Pull every line that holds the word "onboarded" from the entries.
[Opening Exercise material section]
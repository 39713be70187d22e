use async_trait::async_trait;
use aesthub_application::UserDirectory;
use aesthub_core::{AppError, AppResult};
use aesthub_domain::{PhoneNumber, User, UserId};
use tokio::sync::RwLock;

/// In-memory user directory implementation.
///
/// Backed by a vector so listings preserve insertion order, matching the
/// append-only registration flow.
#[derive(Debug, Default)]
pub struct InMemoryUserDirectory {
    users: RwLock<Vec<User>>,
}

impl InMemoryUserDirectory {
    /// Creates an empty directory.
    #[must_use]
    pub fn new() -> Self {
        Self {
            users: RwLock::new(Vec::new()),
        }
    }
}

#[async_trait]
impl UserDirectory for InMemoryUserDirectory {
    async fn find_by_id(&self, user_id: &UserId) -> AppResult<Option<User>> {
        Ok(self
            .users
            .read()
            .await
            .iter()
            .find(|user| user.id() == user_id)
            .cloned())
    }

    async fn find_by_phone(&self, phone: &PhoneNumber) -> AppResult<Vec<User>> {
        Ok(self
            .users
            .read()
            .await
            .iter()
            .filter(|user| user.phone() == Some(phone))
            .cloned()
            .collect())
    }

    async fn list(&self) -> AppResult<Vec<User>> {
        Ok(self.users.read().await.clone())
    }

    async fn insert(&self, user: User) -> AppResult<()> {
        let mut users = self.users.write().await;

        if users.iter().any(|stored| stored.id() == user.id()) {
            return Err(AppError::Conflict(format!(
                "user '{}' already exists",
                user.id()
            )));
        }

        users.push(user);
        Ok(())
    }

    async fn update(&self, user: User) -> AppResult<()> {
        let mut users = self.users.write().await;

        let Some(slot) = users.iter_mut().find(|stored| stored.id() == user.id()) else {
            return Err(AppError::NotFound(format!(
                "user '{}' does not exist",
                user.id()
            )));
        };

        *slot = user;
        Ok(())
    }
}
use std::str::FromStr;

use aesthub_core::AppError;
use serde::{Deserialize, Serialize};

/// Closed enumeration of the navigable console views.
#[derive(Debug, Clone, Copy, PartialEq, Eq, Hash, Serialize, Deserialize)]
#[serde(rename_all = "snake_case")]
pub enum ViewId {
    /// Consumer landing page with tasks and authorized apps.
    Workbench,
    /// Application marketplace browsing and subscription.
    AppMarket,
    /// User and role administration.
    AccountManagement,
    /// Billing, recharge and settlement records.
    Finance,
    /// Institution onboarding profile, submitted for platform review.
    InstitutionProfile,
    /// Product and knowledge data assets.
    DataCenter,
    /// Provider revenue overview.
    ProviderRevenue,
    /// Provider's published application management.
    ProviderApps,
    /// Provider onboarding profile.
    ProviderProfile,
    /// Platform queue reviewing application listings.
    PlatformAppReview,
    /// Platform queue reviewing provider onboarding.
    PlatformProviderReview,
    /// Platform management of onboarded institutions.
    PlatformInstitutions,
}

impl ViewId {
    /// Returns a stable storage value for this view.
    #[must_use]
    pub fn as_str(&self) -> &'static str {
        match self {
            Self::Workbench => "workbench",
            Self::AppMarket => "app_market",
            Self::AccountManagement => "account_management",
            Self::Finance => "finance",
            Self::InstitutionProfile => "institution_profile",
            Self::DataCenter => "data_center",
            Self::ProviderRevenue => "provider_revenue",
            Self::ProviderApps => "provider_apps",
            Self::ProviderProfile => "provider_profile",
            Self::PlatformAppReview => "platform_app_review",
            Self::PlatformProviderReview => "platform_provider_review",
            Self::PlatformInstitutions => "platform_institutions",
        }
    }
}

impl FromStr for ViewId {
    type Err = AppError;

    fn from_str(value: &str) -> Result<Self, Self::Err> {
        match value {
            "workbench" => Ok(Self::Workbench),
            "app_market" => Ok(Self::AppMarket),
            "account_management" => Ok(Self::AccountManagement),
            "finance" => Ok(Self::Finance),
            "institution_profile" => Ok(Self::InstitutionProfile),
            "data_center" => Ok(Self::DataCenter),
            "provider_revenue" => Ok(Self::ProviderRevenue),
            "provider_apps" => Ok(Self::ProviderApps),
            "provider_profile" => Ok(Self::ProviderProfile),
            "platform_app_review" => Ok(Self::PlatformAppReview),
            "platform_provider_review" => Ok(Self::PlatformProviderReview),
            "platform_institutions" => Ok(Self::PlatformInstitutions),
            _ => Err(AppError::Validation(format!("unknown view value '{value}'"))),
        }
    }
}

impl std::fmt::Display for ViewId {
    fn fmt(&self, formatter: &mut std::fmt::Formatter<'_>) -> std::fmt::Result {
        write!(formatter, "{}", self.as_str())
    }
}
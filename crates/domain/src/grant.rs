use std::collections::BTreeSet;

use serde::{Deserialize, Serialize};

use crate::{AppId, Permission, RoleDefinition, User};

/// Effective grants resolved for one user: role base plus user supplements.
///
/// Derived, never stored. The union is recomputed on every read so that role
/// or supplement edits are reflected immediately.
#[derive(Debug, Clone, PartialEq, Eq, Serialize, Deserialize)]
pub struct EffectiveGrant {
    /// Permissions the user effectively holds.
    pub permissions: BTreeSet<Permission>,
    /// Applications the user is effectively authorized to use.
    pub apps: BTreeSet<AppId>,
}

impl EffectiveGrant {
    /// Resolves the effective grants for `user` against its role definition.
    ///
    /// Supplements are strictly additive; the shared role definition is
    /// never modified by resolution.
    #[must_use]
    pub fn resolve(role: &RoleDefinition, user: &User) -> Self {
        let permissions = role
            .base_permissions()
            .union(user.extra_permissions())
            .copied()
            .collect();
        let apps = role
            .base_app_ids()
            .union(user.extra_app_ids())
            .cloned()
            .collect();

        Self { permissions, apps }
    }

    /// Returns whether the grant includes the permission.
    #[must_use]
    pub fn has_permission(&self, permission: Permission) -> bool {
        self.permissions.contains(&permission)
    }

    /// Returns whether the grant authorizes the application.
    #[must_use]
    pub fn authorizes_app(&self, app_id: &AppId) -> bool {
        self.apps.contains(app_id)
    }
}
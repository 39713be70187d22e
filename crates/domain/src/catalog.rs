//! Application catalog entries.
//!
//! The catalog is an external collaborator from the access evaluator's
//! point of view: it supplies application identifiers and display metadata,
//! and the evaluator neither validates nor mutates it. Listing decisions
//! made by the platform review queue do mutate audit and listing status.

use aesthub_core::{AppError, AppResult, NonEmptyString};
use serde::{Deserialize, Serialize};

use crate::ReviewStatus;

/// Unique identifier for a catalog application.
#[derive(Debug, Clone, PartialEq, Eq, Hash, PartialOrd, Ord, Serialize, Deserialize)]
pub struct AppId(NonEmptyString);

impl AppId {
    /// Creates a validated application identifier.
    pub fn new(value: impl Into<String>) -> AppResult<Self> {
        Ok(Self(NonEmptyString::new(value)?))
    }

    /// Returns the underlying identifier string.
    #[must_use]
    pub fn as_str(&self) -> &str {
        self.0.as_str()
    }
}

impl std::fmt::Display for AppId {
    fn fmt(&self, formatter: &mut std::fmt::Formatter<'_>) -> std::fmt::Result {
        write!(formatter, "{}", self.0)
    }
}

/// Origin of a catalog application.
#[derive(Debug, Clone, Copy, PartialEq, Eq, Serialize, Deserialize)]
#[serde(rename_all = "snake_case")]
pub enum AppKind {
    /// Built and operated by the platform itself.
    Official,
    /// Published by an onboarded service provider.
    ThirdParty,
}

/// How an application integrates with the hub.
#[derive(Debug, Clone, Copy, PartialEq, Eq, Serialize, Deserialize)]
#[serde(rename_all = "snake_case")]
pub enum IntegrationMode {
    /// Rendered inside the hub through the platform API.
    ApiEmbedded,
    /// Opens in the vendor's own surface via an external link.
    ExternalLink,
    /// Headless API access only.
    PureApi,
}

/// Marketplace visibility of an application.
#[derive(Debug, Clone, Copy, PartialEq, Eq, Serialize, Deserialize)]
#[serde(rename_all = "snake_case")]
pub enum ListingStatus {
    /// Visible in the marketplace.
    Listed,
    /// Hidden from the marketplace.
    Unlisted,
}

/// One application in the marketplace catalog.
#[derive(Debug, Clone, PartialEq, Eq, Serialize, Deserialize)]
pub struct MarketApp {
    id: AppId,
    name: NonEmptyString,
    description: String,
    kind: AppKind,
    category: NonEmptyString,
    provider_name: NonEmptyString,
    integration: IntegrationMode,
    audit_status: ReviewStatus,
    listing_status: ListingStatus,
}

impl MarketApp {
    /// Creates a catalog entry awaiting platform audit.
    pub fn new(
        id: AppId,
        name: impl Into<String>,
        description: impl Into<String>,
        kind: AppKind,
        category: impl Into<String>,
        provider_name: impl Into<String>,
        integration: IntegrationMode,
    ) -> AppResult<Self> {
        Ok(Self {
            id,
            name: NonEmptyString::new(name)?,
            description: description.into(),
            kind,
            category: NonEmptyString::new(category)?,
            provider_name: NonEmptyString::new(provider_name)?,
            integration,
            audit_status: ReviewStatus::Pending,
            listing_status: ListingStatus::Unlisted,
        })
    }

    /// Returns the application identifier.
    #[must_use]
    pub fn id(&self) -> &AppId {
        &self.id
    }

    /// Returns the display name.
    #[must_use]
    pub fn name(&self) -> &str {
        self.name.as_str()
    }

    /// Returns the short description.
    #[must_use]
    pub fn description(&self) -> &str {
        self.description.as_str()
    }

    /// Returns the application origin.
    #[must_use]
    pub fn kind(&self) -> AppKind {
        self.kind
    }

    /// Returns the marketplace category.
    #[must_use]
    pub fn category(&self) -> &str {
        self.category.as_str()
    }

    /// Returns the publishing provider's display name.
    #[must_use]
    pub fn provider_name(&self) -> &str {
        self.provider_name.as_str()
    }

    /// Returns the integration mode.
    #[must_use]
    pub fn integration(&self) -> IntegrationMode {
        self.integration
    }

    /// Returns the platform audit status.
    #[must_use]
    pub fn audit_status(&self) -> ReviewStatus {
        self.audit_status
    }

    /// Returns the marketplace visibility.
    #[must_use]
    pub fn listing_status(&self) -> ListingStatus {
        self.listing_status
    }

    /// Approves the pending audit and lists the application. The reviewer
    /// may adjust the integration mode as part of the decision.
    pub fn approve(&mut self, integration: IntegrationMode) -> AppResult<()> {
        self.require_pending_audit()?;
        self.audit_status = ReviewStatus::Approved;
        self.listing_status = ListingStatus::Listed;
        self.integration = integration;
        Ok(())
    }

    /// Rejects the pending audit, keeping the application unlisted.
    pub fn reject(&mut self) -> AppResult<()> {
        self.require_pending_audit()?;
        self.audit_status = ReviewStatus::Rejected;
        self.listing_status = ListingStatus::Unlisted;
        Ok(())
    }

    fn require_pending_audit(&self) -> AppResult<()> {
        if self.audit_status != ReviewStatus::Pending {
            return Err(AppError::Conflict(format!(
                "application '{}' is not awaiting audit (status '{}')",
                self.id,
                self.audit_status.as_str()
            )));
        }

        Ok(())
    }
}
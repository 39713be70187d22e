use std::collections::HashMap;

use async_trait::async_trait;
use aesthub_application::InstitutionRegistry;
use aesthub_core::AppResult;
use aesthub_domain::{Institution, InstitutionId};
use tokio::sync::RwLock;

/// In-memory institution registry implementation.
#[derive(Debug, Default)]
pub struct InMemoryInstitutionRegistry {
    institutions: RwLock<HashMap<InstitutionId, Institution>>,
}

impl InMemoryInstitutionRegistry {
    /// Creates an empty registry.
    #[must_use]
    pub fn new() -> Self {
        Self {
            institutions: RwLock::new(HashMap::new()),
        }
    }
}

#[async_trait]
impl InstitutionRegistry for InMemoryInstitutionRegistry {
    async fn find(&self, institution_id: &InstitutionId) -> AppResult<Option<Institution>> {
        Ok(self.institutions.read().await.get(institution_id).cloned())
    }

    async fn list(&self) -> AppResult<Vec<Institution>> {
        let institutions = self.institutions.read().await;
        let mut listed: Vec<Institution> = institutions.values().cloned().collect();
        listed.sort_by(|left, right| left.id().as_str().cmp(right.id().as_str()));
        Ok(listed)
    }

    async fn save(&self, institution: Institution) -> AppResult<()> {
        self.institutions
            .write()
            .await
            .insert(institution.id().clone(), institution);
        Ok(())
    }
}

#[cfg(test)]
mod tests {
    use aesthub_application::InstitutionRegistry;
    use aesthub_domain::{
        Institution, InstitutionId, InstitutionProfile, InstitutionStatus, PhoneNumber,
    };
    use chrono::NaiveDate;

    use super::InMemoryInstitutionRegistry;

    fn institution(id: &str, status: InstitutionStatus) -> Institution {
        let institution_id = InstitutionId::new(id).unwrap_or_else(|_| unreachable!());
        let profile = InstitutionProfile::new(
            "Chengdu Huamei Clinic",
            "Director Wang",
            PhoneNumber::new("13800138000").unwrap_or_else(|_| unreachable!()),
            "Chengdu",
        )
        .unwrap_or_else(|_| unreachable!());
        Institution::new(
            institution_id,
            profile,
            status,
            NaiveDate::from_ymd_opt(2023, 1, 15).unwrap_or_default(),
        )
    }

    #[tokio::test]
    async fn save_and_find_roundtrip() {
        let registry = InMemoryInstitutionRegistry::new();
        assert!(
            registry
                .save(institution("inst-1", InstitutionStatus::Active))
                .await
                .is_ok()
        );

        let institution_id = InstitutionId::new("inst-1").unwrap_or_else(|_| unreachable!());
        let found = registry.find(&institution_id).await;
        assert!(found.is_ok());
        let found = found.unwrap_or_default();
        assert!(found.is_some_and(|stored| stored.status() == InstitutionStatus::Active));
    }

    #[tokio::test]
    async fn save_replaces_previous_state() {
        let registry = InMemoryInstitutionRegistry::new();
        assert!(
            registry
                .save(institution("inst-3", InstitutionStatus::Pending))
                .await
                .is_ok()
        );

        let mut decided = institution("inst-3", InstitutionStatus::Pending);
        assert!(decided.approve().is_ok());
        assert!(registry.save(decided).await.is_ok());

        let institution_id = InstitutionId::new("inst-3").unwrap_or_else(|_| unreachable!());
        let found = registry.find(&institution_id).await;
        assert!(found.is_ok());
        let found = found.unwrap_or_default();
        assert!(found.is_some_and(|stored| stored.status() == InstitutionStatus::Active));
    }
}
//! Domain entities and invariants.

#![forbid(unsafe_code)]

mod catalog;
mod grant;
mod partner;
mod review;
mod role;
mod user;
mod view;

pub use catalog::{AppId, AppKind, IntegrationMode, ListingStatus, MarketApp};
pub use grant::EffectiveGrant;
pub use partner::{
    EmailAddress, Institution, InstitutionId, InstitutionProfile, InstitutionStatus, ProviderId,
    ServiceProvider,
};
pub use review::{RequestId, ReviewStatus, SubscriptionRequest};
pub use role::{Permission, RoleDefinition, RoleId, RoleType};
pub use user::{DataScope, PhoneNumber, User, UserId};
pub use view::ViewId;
[Closing Exercise material section]
Response:
    /// Platform management of onboarded institutions.
    /// Published by an onboarded service provider.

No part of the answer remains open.